Она покачала головой:
— Нет. Так нельзя. Пожалуйста. Я чувствую себя ужасно, потому что не могу сказать «да». Не могу. Я... вы... между нами слишком большая раз...
— Ясно, что мы разные. Идем в разных направлениях, потом заворачиваем за угол и — бац! — сталкиваемся друг с другом, и вот мы обхватываем руками друг друга, чтобы не дать упасть.
Он притянул девушку к себе, и ее лицо оказалось прижатым к его груди.
— Смотри! — громыхнул он. — Вот так. Ну же, дыши глубоко. Не отворачивайся. Не надо принюхиваться. Прижмись ко мне, будто мы склеены и ничто не в силах оторвать нас друг от друга. Дыши глубоко. Я обнимаю тебя своей рукой, как эти деревья обнимают собой эти цветы. Я не мучаю тебя, я даю тебе жизнь и оберегаю тебя. Верно? Дыши глубоко.
— Пожалуйста, — всхлипнула она. — Не мучайте меня. Осторожно...
— Осторожно и есть. Я не обижу тебя. Ну разве совсем немного. Все хорошо, расслабься, не будь такой застывшей со мной, как камень. Все хорошо, расплавляйся, как масло. Я не принуждаю тебя, Дороти, помни это. Ты сама хочешь этого, верно?
— Не мучайте меня, — всхлипывала она. — Вы такой сильный, о Боже, такой сильный.

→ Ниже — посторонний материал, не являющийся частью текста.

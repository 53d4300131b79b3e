use std::sync::Arc;

use teloxide::{dispatching::Dispatcher, dptree, prelude::*};
use tokio_util::sync::CancellationToken;

use relay_core::commands::CommandService;

use crate::handlers;
use crate::TelegramMessenger;

#[derive(Clone)]
pub struct AppState {
    pub commands: Arc<CommandService>,
    /// Replies go straight to Telegram; only webhook fan-out is throttled.
    pub messenger: TelegramMessenger,
}

/// Long-poll Telegram for updates until `shutdown` fires.
pub async fn run_polling(
    bot: Bot,
    commands: Arc<CommandService>,
    shutdown: CancellationToken,
) -> anyhow::Result<()> {
    match bot.get_me().await {
        Ok(me) => tracing::info!(op = "telegram.start", bot = %me.username(), "bot started"),
        Err(e) => tracing::warn!(op = "telegram.start", error = %e, "get_me failed"),
    }

    let state = Arc::new(AppState {
        commands,
        messenger: TelegramMessenger::new(bot.clone()),
    });

    let handler =
        dptree::entry().branch(Update::filter_message().endpoint(handlers::handle_message));

    let mut dispatcher = Dispatcher::builder(bot, handler)
        .dependencies(dptree::deps![state])
        .default_handler(|_| async {})
        .build();

    let token = dispatcher.shutdown_token();
    tokio::spawn(async move {
        shutdown.cancelled().await;
        match token.shutdown() {
            Ok(done) => done.await,
            Err(e) => {
                tracing::warn!(op = "telegram.shutdown", error = %e, "dispatcher not running")
            }
        }
    });

    dispatcher.dispatch().await;
    tracing::info!(op = "telegram.stop", "bot stopped");
    Ok(())
}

Два дня Дороти не появлялась в доме у Пейли. На третье утро она для храбрости хлебнула еще до завтрака две двойных порции «V. O. ». Приехав на свалку, она сообщила обеим женщинам, что все это время плохо себя чувствовала. Но что она вернулась, чтобы довести свои исследования до конца, раз уж они почти закончены, и что ее руководителям не терпится поскорее ознакомиться с ее отчетом.
Пейли молчал, хотя, увидев ее, даже не улыбнулся ей. Однако он все время украдкой поглядывал на нее, когда ему казалось, что та наблюдает за ним. И хотя он захватил с собой шляпу в клетке, он, как и прежде, потел и дрожал, когда пересекал улицы. Дороти сидела, глядя прямо перед собой и не реагируя на те немногие замечания, которые он высказывал вслух. В конце концов он шепотом выругался и, оставив всякие попытки продолжать работу как ни в чем не бывало, подъехал к потайному саду.
— Ну вот мы и здесь, — сказал он. — Адам и Ева возвращаются в Эдем.